Supporters of India's Congress party celebrate after the polling results in which Ahmed Patel, Congress President Sonia Gandhi's political secretary, secures a seat in India's upper house of the parliament, outside the party headquarters in Ahmedabad
By Rupam Jain
NEW DELHI (Reuters) - Indian Prime Minister Narendra Modi's party has failed in its bid to oust the opposition Congress party's top strategist from the Rajya Sabha, in a rare setback to its effort to secure national political supremacy.
Ahmed Patel, Congress President Sonia Gandhi's political secretary, clung on in Tuesday's vote to the seat he has held for 24 years, despite a push by Modi's team to chisel away the support of lawmakers from his party.
"This is not just my victory," Patel said on social network Twitter. "It is a defeat of the most blatant use of money power, muscle power and abuse of state machinery."
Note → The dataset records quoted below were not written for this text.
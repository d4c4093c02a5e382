use bevy::ecs::hierarchy::ChildSpawnerCommands;
use bevy::prelude::*;
use bevy::ui::UiGlobalTransform;

use crate::inventory::catalog::ItemCatalog;
use crate::inventory::inventory::Slot;
use crate::inventory::item::SlotItem;
use super::weight_bar::{spawn_weight_bar, BarMode};

pub const SLOT_SIZE: f32 = 72.0;
pub const SLOT_GAP: f32 = 4.0;
pub const BORDER_WIDTH: f32 = 1.0;
pub const ICON_SIZE: f32 = 24.0;
pub const GRID_COLUMNS: usize = 5;
pub const EMPTY_SLOT_COLOR: Color = Color::srgba(0.15, 0.15, 0.15, 0.8);
pub const SLOT_BORDER_COLOR: Color = Color::srgba(0.5, 0.5, 0.5, 0.35);
pub const PANEL_COLOR: Color = Color::srgba(0.05, 0.05, 0.05, 0.92);
pub const ACCENT_COLOR: Color = Color::srgb(1.0, 0.0, 0.0);
pub const MUTED_TEXT: Color = Color::srgb(0.533, 0.533, 0.533);

/// Insert `,` between groups of three digits of an unsigned integer string.
fn group_digits(digits: &str) -> String {
    let mut out = String::with_capacity(digits.len() + digits.len() / 3);
    for (i, ch) in digits.chars().enumerate() {
        if i > 0 && (digits.len() - i) % 3 == 0 {
            out.push(',');
        }
        out.push(ch);
    }
    out
}

/// en-US number text with thousands separators and between `min_frac` and `max_frac` decimals.
pub fn format_number(value: f64, min_frac: usize, max_frac: usize) -> String {
    if !value.is_finite() {
        return String::new();
    }
    let fixed = format!("{:.*}", max_frac, value.abs());
    let (int_part, frac_part) = fixed.split_once('.').unwrap_or((fixed.as_str(), ""));
    let mut frac = frac_part.trim_end_matches('0').to_string();
    while frac.len() < min_frac {
        frac.push('0');
    }
    let sign = if value < 0.0 && fixed.chars().any(|c| c.is_ascii_digit() && c != '0') { "-" } else { "" };
    if frac.is_empty() {
        format!("{}{}", sign, group_digits(int_part))
    } else {
        format!("{}{}.{}", sign, group_digits(int_part), frac)
    }
}

/// Stack weight caption for a slot: grams below one kilogram, kilograms above, empty for weightless stacks.
pub fn format_slot_weight(grams: f64) -> String {
    if grams.is_nan() || grams <= 0.0 {
        String::new()
    } else if grams >= 1000.0 {
        format!("{}kg", format_number(grams / 1000.0, 2, 3))
    } else {
        format!("{}g", format_number(grams, 0, 3))
    }
}

/// Count caption (shows nothing for a zero count).
pub fn format_count(count: u32) -> String {
    if count == 0 {
        String::new()
    } else {
        format!("{}x", group_digits(&count.to_string()))
    }
}

/// Label on the slot face: metadata label, then catalog label, then the raw name.
pub fn slot_label<'a>(item: &'a SlotItem, catalog: &'a ItemCatalog) -> &'a str {
    item.meta()
        .and_then(|m| m.label())
        .unwrap_or_else(|| catalog.label_or_name(&item.name))
}

/// Placeholder icon color until item images exist. Stable per item name.
pub fn placeholder_color(name: &str) -> Color {
    // FNV-1a
    let mut hash: u32 = 0x811c_9dc5;
    for byte in name.bytes() {
        hash ^= byte as u32;
        hash = hash.wrapping_mul(0x0100_0193);
    }
    let hue = (hash % 360) as f32;
    Color::hsl(hue, 0.45, 0.45)
}

pub fn slot_bg(item: Option<&SlotItem>) -> BackgroundColor {
    match item {
        None => BackgroundColor(EMPTY_SLOT_COLOR),
        Some(_) => BackgroundColor(Color::srgba(0.1, 0.1, 0.1, 0.85)),
    }
}

fn caption(text: impl Into<String>, size: f32, color: Color) -> (Text, TextFont, TextColor) {
    (
        Text::new(text),
        TextFont { font_size: size, ..default() },
        TextColor(color),
    )
}

/// Slot face: number and weight/count header, placeholder icon, durability bar, label.
pub fn spawn_slot_contents(parent: &mut ChildSpawnerCommands, slot: &Slot, catalog: &ItemCatalog) {
    let Some(item) = &slot.item else {
        return;
    };

    // Header row
    parent
        .spawn(Node {
            width: Val::Percent(100.0),
            justify_content: JustifyContent::SpaceBetween,
            ..default()
        })
        .with_children(|row| {
            row.spawn(caption(slot.slot.to_string(), 9.0, MUTED_TEXT));
            row.spawn(Node {
                flex_direction: FlexDirection::Column,
                align_items: AlignItems::End,
                ..default()
            })
            .with_children(|info| {
                info.spawn(caption(format_slot_weight(item.stack_weight()), 9.0, Color::WHITE));
                info.spawn(caption(format_count(item.count), 9.0, Color::WHITE));
            });
        });

    parent
        .spawn(Node {
            flex_grow: 1.0,
            justify_content: JustifyContent::Center,
            align_items: AlignItems::Center,
            ..default()
        })
        .with_children(|center| {
            center.spawn((
                Node {
                    width: Val::Px(ICON_SIZE),
                    height: Val::Px(ICON_SIZE),
                    ..default()
                },
                BackgroundColor(placeholder_color(&item.name)),
            ));
        });

    if let Some(durability) = item.durability {
        spawn_weight_bar(parent, durability, BarMode::Durability, 3.0);
    }

    parent
        .spawn((
            Node {
                width: Val::Percent(100.0),
                justify_content: JustifyContent::Center,
                padding: UiRect::top(Val::Px(2.0)),
                overflow: Overflow::clip(),
                ..default()
            },
            BackgroundColor(Color::srgba(0.0, 0.0, 0.0, 0.35)),
        ))
        .with_children(|label| {
            label.spawn(caption(slot_label(item, catalog), 10.0, Color::WHITE));
        });
}

/// Bounds of a laid-out node in physical pixels.
pub fn node_rect(node: &ComputedNode, transform: &UiGlobalTransform) -> Rect {
    Rect::from_center_size(transform.translation, node.size())
}

/// One-pixel accent rule between a header and its body.
pub fn spawn_divider(parent: &mut ChildSpawnerCommands) {
    parent.spawn((
        Node {
            width: Val::Percent(100.0),
            height: Val::Px(1.0),
            margin: UiRect::vertical(Val::Px(12.0)),
            ..default()
        },
        BackgroundColor(ACCENT_COLOR.with_alpha(0.6)),
    ));
}

#[cfg(test)]
mod tests {
    use super::*;
    use crate::inventory::catalog::ItemCatalogEntry;

    #[test]
    fn slot_weight_switches_units_at_a_kilogram() {
        assert_eq!(format_slot_weight(0.0), "");
        assert_eq!(format_slot_weight(500.0), "500g");
        assert_eq!(format_slot_weight(999.5), "999.5g");
        assert_eq!(format_slot_weight(1000.0), "1.00kg");
        assert_eq!(format_slot_weight(1500.0), "1.50kg");
        assert_eq!(format_slot_weight(1234.0), "1.234kg");
        assert_eq!(format_slot_weight(2_345_600.0), "2,345.60kg");
    }

    #[test]
    fn counts_are_grouped() {
        assert_eq!(format_count(0), "");
        assert_eq!(format_count(3), "3x");
        assert_eq!(format_count(2450), "2,450x");
        assert_eq!(format_count(1_000_000), "1,000,000x");
    }

    #[test]
    fn number_formatting_trims_to_bounds() {
        assert_eq!(format_number(12.0, 0, 3), "12");
        assert_eq!(format_number(12.5, 2, 3), "12.50");
        assert_eq!(format_number(-1234.5, 0, 1), "-1,234.5");
        assert_eq!(format_number(f64::NAN, 0, 3), "");
    }

    #[test]
    fn label_prefers_metadata_then_catalog() {
        let catalog = ItemCatalog::from_entries([ItemCatalogEntry {
            name: "phone".into(),
            label: "Phone".into(),
            description: None,
            ammo_name: None,
        }]);
        let mut item = SlotItem::new("phone", 1, 190.0);
        assert_eq!(slot_label(&item, &catalog), "Phone");
        item.metadata = serde_json::from_value(serde_json::json!({ "label": "Burner" })).ok();
        assert_eq!(slot_label(&item, &catalog), "Burner");
        let unknown = SlotItem::new("ghost_item", 1, 0.0);
        assert_eq!(slot_label(&unknown, &catalog), "ghost_item");
    }

    #[test]
    fn placeholder_color_is_stable() {
        assert_eq!(placeholder_color("water"), placeholder_color("water"));
    }
}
The indirect election of three representatives by lawmakers from the Gujarat would normally be a low-key affair. But Modi's top strategist, Amit Shah, invested huge political capital in his attempt to oust Patel.
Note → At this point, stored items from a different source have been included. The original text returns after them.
use std::collections::HashMap;

use bevy::prelude::*;

use crate::inventory::error::{read_json, DataError};

/// Key -> string table for user-facing labels.
#[derive(Resource, Debug, Default, Clone)]
pub struct Locale {
    strings: HashMap<String, String>,
}

impl Locale {
    pub fn from_map(strings: HashMap<String, String>) -> Self {
        Self { strings }
    }

    /// Localized string, or the built-in English text when the key is missing or empty.
    pub fn get<'a>(&'a self, key: &'a str) -> &'a str {
        match self.strings.get(key) {
            Some(s) if !s.is_empty() => s.as_str(),
            _ => english(key),
        }
    }

    pub fn merge(&mut self, strings: HashMap<String, String>) {
        self.strings.extend(strings);
    }
}

/// English defaults. Unknown keys fall back to the key itself.
pub fn english(key: &str) -> &str {
    match key {
        "ui_durability" => "Durability",
        "ui_ammo" => "Ammo",
        "ammo_type" => "Ammo Type",
        "ui_serial" => "Serial Number",
        "ui_components" => "Components",
        "ui_tint" => "Tint",
        "ui_unknown_item" => "Unknown item",
        "ui_required_materials" => "Required Materials",
        "ui_usefulcontrols" => "Useful Controls",
        "ui_rmb" => "Open item context menu",
        "ui_alt_lmb" => "Fast use an item",
        "ui_ctrl_lmb" => "Fast move items",
        "ui_shift_drag" => "Split item quantity",
        "ui_ctrl_shift_lmb" => "Fast move half stack",
        "ui_ctrl_c" => "Copy weapon serial",
        "ui_hotbar" => "Hotbar",
        other => other,
    }
}

pub fn load_locale(path: &str) -> Result<Locale, DataError> {
    Ok(Locale::from_map(read_json(path)?))
}

#[cfg(test)]
mod tests {
    use super::*;

    #[test]
    fn missing_keys_use_english() {
        let locale = Locale::default();
        assert_eq!(locale.get("ui_durability"), "Durability");
        assert_eq!(locale.get("ui_something_new"), "ui_something_new");
    }

    #[test]
    fn table_overrides_english() {
        let mut locale = Locale::default();
        locale.merge(HashMap::from([
            ("ui_ammo".to_string(), "Munition".to_string()),
            ("ui_tint".to_string(), String::new()),
        ]));
        assert_eq!(locale.get("ui_ammo"), "Munition");
        assert_eq!(locale.get("ui_tint"), "Tint");
    }
}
Shah 'turned' a handful of Congress lawmakers, forcing the opposition party to evacuate its state lawmakers to an out-of-state golf resort to isolate them from his advances.
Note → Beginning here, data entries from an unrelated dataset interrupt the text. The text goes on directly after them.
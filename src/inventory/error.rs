use thiserror::Error;

/// Failure to read one of the JSON data files (snapshot, catalog, locale, config).
#[derive(Debug, Error)]
pub enum DataError {
    #[error("could not read data file: {0}")]
    Io(#[from] std::io::Error),
    #[error("could not parse JSON: {0}")]
    Json(#[from] serde_json::Error),
}

/// Read and parse a JSON file.
pub fn read_json<T: serde::de::DeserializeOwned>(path: &str) -> Result<T, DataError> {
    let data = std::fs::read_to_string(path)?;
    Ok(serde_json::from_str(&data)?)
}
The results were announced after the Election Commission cancelled the votes of two Congress lawmakers who had defected, in a last twist to the fortnight-long poll drama.
Shah and another minister from Modi's Bharatiya Janata Party (BJP) were comfortably re-elected to the two other seats that were up for grabs.
Modi won the biggest mandate in 30 years in the 2014 general election, giving him control of the lower house. But, despite a string of regional election wins, he still lacks a majority in the upper house that represents India's 29 states and has proven to be a stumbling block for its legislative agenda.
With his attempts to oust Patel, Shah sought to deal a direct blow to the Nehru-Gandhi dynasty that has dominated Congress for generations and produced three prime ministers.
Patel, 68, is one of the few politicians who has worked closely with three generations of Congress leaders, and was a key strategist in the party's general election victories in 2004 and 2009.
"This election became a prestige battle and ended with a bit of an embarrassment for Modi's party," said Devang Chudasama, a political science professor at Gujarat University.